Neuromuscular Diseases (NMDs) typically impair respiratory muscles function and strength, increasing the risk of lung atelectasis, hypoxemia and low quality of life [1,2]. Steinert’s disease (SD), or myotonic dystrophy type 1, is an autosomal dominant NMD [2,3-5]. It has a prevalence of 0.5- 18.1 per 100000 individuals, and is considered the most common muscular dystrophy [6]. SD occurs due to increased CTG triplet expansion in the DMPK gene, which encodes the DM-protein kinase. Generally, the number of repetitions and age of onset correlates with the severity of the disease [7,8]. It can manifest at any age, however it is commonly diagnosed at adulthood, between the second and fourth decades of life [6,8,9]. Patients typically have myotonia as the initial symptom, involving specific muscles of the forearm, hand, tongue and jaw, which can improve with muscle activity (“Warm-Up Phenomenon”) [9]. They may also develop cardiac arrythmias, cataracts, sleep disturbances, impaired diaphragm and respiratory function, leading to increased morbidity and mortality [2-4,7,9]. The pattern of clinical manifestations may vary significantly [9]. The main causes of death are pneumonia and respiratory failure [2,3,5]. The disease course is usually slowly progressive, nevertheless, rapid deterioration may occur [7]. Currently, there are no approved disease-modifying treatments available [6,9]. Therefore, the best management implies a multidisciplinary approach that helps preserving the quality of life and prevent further complications of the disease [7,9].

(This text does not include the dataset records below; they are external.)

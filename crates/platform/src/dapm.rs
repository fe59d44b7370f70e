//! Dynamic audio power management (DAPM) abstraction
//!
//! The DAPM engine powers audio widgets up and down as the paths through
//! them become active. Machine drivers describe their board-level widgets
//! and routes, toggle endpoint pins, and receive power events for widgets
//! that declared a handler.

/// Widget power event.
#[derive(Debug, Clone, Copy, PartialEq, Eq)]
#[cfg_attr(feature = "defmt", derive(defmt::Format))]
pub enum DapmEvent {
    /// Before the widget is powered up
    PrePmu,
    /// After the widget is powered up
    PostPmu,
    /// Before the widget is powered down
    PrePmd,
    /// After the widget is powered down
    PostPmd,
}

impl DapmEvent {
    /// `true` for the power-up phases.
    #[must_use]
    pub const fn is_power_up(self) -> bool {
        matches!(self, Self::PrePmu | Self::PostPmu)
    }
}

/// Widget type
#[derive(Debug, Clone, Copy, PartialEq, Eq)]
#[cfg_attr(feature = "defmt", derive(defmt::Format))]
pub enum WidgetKind {
    /// Speaker output endpoint
    Speaker,
    /// Headphone output endpoint
    Headphone,
    /// Line output endpoint
    Line,
    /// Microphone input endpoint
    Mic,
}

/// Board-level DAPM widget.
#[derive(Debug, Clone, Copy, PartialEq, Eq)]
pub struct Widget {
    /// Widget (and endpoint pin) name
    pub name: &'static str,
    /// Widget type
    pub kind: WidgetKind,
    /// Events delivered to the widget's handler. Empty means no handler.
    pub events: &'static [DapmEvent],
}

impl Widget {
    /// Speaker endpoint whose handler sees post-power-up and pre-power-down.
    #[must_use]
    pub const fn speaker(name: &'static str) -> Self {
        Self {
            name,
            kind: WidgetKind::Speaker,
            events: &[DapmEvent::PostPmu, DapmEvent::PrePmd],
        }
    }

    /// Returns `true` if `event` is delivered to this widget's handler.
    #[must_use]
    pub fn subscribes_to(&self, event: DapmEvent) -> bool {
        self.events.contains(&event)
    }
}

/// Audio path connection: `source` feeds `sink`, optionally through a
/// named mixer/mux control.
#[derive(Debug, Clone, Copy, PartialEq, Eq)]
pub struct Route {
    /// Destination widget
    pub sink: &'static str,
    /// Switching control, if the path is switched
    pub control: Option<&'static str>,
    /// Source widget
    pub source: &'static str,
}

/// DAPM context of a codec or card.
pub trait DapmContext {
    /// Error type
    type Error: core::fmt::Debug;

    /// Mark an endpoint pin as connected. Takes effect on the next
    /// [`sync`](DapmContext::sync).
    fn enable_pin(&mut self, pin: &'static str);

    /// Mark an endpoint pin as disconnected. Takes effect on the next
    /// [`sync`](DapmContext::sync).
    fn disable_pin(&mut self, pin: &'static str);

    /// Re-evaluate all paths and apply pending pin changes.
    fn sync(&mut self);

    /// Register board-level widgets.
    fn new_widgets(&mut self, widgets: &'static [Widget]) -> Result<(), Self::Error>;

    /// Register routes between widgets.
    fn add_routes(&mut self, routes: &'static [Route]) -> Result<(), Self::Error>;
}

/// Receiver of widget power events.
pub trait WidgetEventHandler {
    /// Error type
    type Error: core::fmt::Debug;

    /// Called by the DAPM engine when `widget` passes through `event`.
    fn on_widget_event(&mut self, widget: &str, event: DapmEvent) -> Result<(), Self::Error>;
}

#[cfg(test)]
mod tests {
    use super::*;

    #[test]
    fn only_pmu_events_are_power_up() {
        assert!(DapmEvent::PrePmu.is_power_up());
        assert!(DapmEvent::PostPmu.is_power_up());
        assert!(!DapmEvent::PrePmd.is_power_up());
        assert!(!DapmEvent::PostPmd.is_power_up());
    }

    #[test]
    fn speaker_widget_subscribes_post_pmu_and_pre_pmd() {
        let w = Widget::speaker("Ext Spk");
        assert_eq!(w.kind, WidgetKind::Speaker);
        assert!(w.subscribes_to(DapmEvent::PostPmu));
        assert!(w.subscribes_to(DapmEvent::PrePmd));
        assert!(!w.subscribes_to(DapmEvent::PrePmu));
        assert!(!w.subscribes_to(DapmEvent::PostPmd));
    }
}
#[cfg(test)]
mod tests {
    use super::*;
    use crate::models::Importance;

    fn positive(days: usize, checked: &[usize]) -> Habit {
        with_checks(Habit::new("Exercise", HabitKind::Positive, days), checked)
    }

    fn negative(days: usize, checked: &[usize]) -> Habit {
        with_checks(Habit::new("Smoked", HabitKind::Negative, days), checked)
    }

    fn with_checks(mut habit: Habit, checked: &[usize]) -> Habit {
        for day in checked {
            habit.days[*day] = true;
        }
        habit
    }

    fn approx(left: f64, right: f64) {
        assert!((left - right).abs() < 1e-9, "{left} != {right}");
    }

    #[test]
    fn positive_completion_is_capped() {
        let habit = positive(30, &(0..12).collect::<Vec<_>>()).with_goal(10);
        approx(monthly_completion(&[habit]), 100.0);
    }

    #[test]
    fn negative_completion_counts_clean_days() {
        let habit = negative(30, &[1, 5, 9, 20, 29]);
        let pct = monthly_completion(&[habit]);
        approx(pct, 25.0 / 30.0 * 100.0);
        assert_eq!(pct.round(), 83.0);
    }

    #[test]
    fn completion_is_weighted_by_importance() {
        let high = positive(30, &(0..10).collect::<Vec<_>>())
            .with_goal(10)
            .with_importance(Importance::High);
        let low = positive(30, &[]).with_importance(Importance::Low);
        approx(monthly_completion(&[high, low]), 75.0);
    }

    #[test]
    fn equal_importance_reduces_to_plain_average() {
        let a = positive(30, &[0, 1, 2, 3]);
        let b = negative(30, &[0, 1]);
        let c = positive(30, &[3]);
        let today = 3;
        let plain = (elapsed_ratio(&a, today) + elapsed_ratio(&b, today) + elapsed_ratio(&c, today))
            / 3.0
            * 100.0;
        approx(efficiency(&[a.clone(), b.clone(), c.clone()], today), plain);

        let plain_momentum = (habit_momentum(&a, today)
            + habit_momentum(&b, today)
            + habit_momentum(&c, today))
            / 3.0
            * 100.0;
        approx(momentum(&[a, b, c], today), plain_momentum);
    }

    #[test]
    fn empty_lists_score_zero() {
        assert_eq!(monthly_completion(&[]), 0.0);
        assert_eq!(efficiency(&[], 5), 0.0);
        assert_eq!(momentum(&[], 5), 0.0);
        assert_eq!(today_performance(&[], 5), 0.0);
        assert_eq!(current_streak(&[], 5), 0);
    }

    #[test]
    fn efficiency_uses_elapsed_days() {
        let habit = positive(30, &[0, 2, 10]);
        approx(efficiency(&[habit.clone()], 3), 50.0);
        let slips = negative(30, &[0]);
        approx(efficiency(&[slips], 3), 75.0);
    }

    #[test]
    fn today_performance_mixes_kinds() {
        let habits = vec![
            positive(30, &[4]),
            positive(30, &[]),
            negative(30, &[4]),
            negative(30, &[]),
        ];
        approx(today_performance(&habits, 4), 50.0);
        let tally = today_tally(&habits, 4);
        assert_eq!(
            tally,
            TodayTally {
                done: 1,
                positive_total: 2,
                slips: 1,
                negative_total: 2,
            }
        );
    }

    #[test]
    fn momentum_normalizes_early_in_month() {
        let habit = positive(30, &[1]);
        approx(habit_momentum(&habit, 1), 0.4 / 0.7);
        approx(habit_momentum(&habit, 0), 0.0);
    }

    #[test]
    fn momentum_weights_recent_days() {
        let habit = positive(30, &[7, 9]);
        approx(habit_momentum(&habit, 9), 0.2 + 0.4);
        let slips = negative(30, &[9]);
        approx(habit_momentum(&slips, 9), 0.6);
    }

    #[test]
    fn net_score_counts_slips_against() {
        let habits = vec![positive(30, &[2]), positive(30, &[2]), negative(30, &[2])];
        assert_eq!(net_score(&habits, 2), 1);
        assert_eq!(net_score(&habits, 3), 0);
    }

    #[test]
    fn neutral_today_keeps_streak() {
        let habits = vec![positive(30, &[0, 1, 2])];
        assert_eq!(current_streak(&habits, 3), 3);
    }

    #[test]
    fn negative_today_breaks_streak() {
        let habits = vec![positive(30, &[0, 1, 2]), negative(30, &[3])];
        assert_eq!(current_streak(&habits, 3), 0);
    }

    #[test]
    fn neutral_earlier_day_ends_streak() {
        let habits = vec![positive(30, &[0, 2, 3])];
        assert_eq!(current_streak(&habits, 3), 2);
        assert_eq!(best_streak(&habits, 3), 2);
    }

    #[test]
    fn best_streak_finds_longest_run() {
        let habits = vec![positive(30, &[0, 1, 2, 3, 6, 7])];
        assert_eq!(best_streak(&habits, 9), 4);
        assert_eq!(current_streak(&habits, 9), 0);
    }

    #[test]
    fn heatmap_tiers_by_intensity() {
        let habits = vec![
            positive(30, &[13, 14, 15]),
            positive(30, &[14, 15]),
            positive(30, &[15]),
            negative(30, &[12]),
            negative(30, &[]),
        ];
        let cells = heatmap(&habits, 15, 30);
        assert_eq!(cells.len(), HEATMAP_DAYS);
        assert_eq!(cells[0].day, Some(3));
        let last = &cells[13];
        assert_eq!(last.day, Some(16));
        assert_eq!(last.net_score, 3);
        assert_eq!(last.tier, HeatTier::Medium);
        assert_eq!(cells[12].tier, HeatTier::Medium);
        assert_eq!(cells[11].tier, HeatTier::Low);
        assert_eq!(cells[10].tier, HeatTier::Inactive);
        assert_eq!(cells[9].tier, HeatTier::Inactive);
    }

    #[test]
    fn heatmap_marks_days_before_month_empty() {
        let habits = vec![positive(30, &[0, 1, 2])];
        let cells = heatmap(&habits, 2, 30);
        assert!(cells[..11].iter().all(|cell| cell.tier == HeatTier::Empty));
        assert!(cells[11..].iter().all(|cell| cell.tier == HeatTier::High));
    }

    #[test]
    fn heatmap_never_lights_non_positive_days() {
        let habits = vec![positive(30, &[5]), negative(30, &[5])];
        let cells = heatmap(&habits, 5, 30);
        assert_eq!(cells[13].net_score, 0);
        assert_eq!(cells[13].tier, HeatTier::Inactive);
    }

    #[test]
    fn activity_marks_through_reference_day() {
        let habits = vec![positive(5, &[0, 1]), negative(5, &[1])];
        let points = activity(&habits, 5, Some(2));
        assert_eq!(points.len(), 5);
        assert_eq!(points[1].score, 0);
        assert_eq!(points[1].positive, 1);
        assert_eq!(points[1].negative, 1);
        assert!(points[2].marked);
        assert!(!points[3].marked);
    }

    #[test]
    fn report_for_past_month_pins_to_last_day() {
        let scope = Scope::new(2024, 3).unwrap();
        let today = NaiveDate::from_ymd_opt(2026, 10, 16).unwrap();
        let habits = vec![positive(30, &[27, 28, 29])];

        let report = StatsReport::compute_at(&habits, scope, today);

        assert_eq!(report.today_index, Some(29));
        assert_eq!(report.net_today, 1);
        assert_eq!(report.current_streak, 3);
        assert_eq!(report.today.done, 1);
        assert_eq!(report.habits[0].checked, 3);
        assert!(report.activity.iter().all(|point| point.marked));
    }

    #[test]
    fn report_for_future_month_has_no_elapsed_metrics() {
        let scope = Scope::new(2027, 0).unwrap();
        let today = NaiveDate::from_ymd_opt(2026, 10, 16).unwrap();
        let habits = vec![negative(31, &[])];

        let report = StatsReport::compute_at(&habits, scope, today);

        assert_eq!(report.today_index, None);
        approx(report.monthly_completion, 100.0);
        assert_eq!(report.efficiency, 0.0);
        assert_eq!(report.today_performance, 0.0);
        assert_eq!(report.momentum, 0.0);
        assert_eq!(report.today.negative_total, 1);
        assert!(report.heatmap.iter().all(|cell| cell.tier == HeatTier::Inactive));
        assert!(report.activity.iter().all(|point| !point.marked));
    }
}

Inspiratory Muscle Training (IMT) is a safe approach, which may increase strength and endurance of respiratory muscles of patients with NMD [2,5,10-14]. The American Thoracic Society/ European Respiratory Society (ATS/ERS) recommends adding IMT to the rehabilitation of patients with suspected or confirmed respiratory muscle weakness [15]. There are three main IMT methods, including resistive loading, threshold loading and normocapnic hyperpnea, but insufficient data to recommend one type over the other [15,16]. The inspiratory muscle strength correlates with exercise capacity and, therefore, IMT may have an important role in the multidisciplinary care of such patients [12,13]. Wanke et al. reported benefits of this training in patients with Duchenne muscular dystrophy [17]. In subjects with muscular dystrophy and heart failure, the respiratory muscle weakness contributes to the worsening of the condition, but IMT may improve symptoms of dyspnea [13]. Theoretically, any improvement in respiratory muscle function might potentially delay the onset of pulmonary complications in these patients [18,19]. Despite the reported benefits, studies of IMT in SD still lack in the literature and the effects in morbidity and mortality remain unknown [1,2,5,13,19]. In this study, we developed a novel and simplified protocol of IMT and assessed its benefits in a cohort of patients with SD.

Materials and Methods

Subjects Selection

We analyzed all adult patients with NMD, followed in pulmonology or neurology consultations, who underwent MIP assessment between 2017 and 2019. Only patients with SD and decreased maximal inspiratory pressure (MIP <60cmH2O) [20], who accepted to participate in the study, were selected to include our cohort. Accordingly with the training device cautions and recommendations, we decided to exclude all patients with prior pneumothorax, severe lung emphysema, rib fractures, marked osteoporosis, pulmonary hypertension, uncontrolled asthma, low perception of dyspnea, ear disturbances, diastolic cardiac failure or worsening of symptoms after IMT. We also excluded subjects incapable of performing the training.

Study Protocol

We conducted a single-center prospective study and developed a novel training protocol, with three-month duration and single-daily sessions. This protocol is simplified compared with other studies [12], in order to assure safety, efficacy and compliance to the training. Similarly to prior investigations [2], we did not include a control group, due to the limited number of participants. The training was individually tailored to the participants capacity. It started with low resistances, at 20% of baseline MIP, 2 sets of 20 repetitions, and progressed up to 3 sets of 12 repetitions, at 50% of baseline MIP (Table 1). We used an interval-based training strategy with one-minute resting between sets, to prevent dyspnea. When a subject referred significant facility or difficulty performing the training, the physician would adjust the training to higher or lower resistances, respectively. Therefore, patients completed the study training at different resistance levels, at their own best capacity.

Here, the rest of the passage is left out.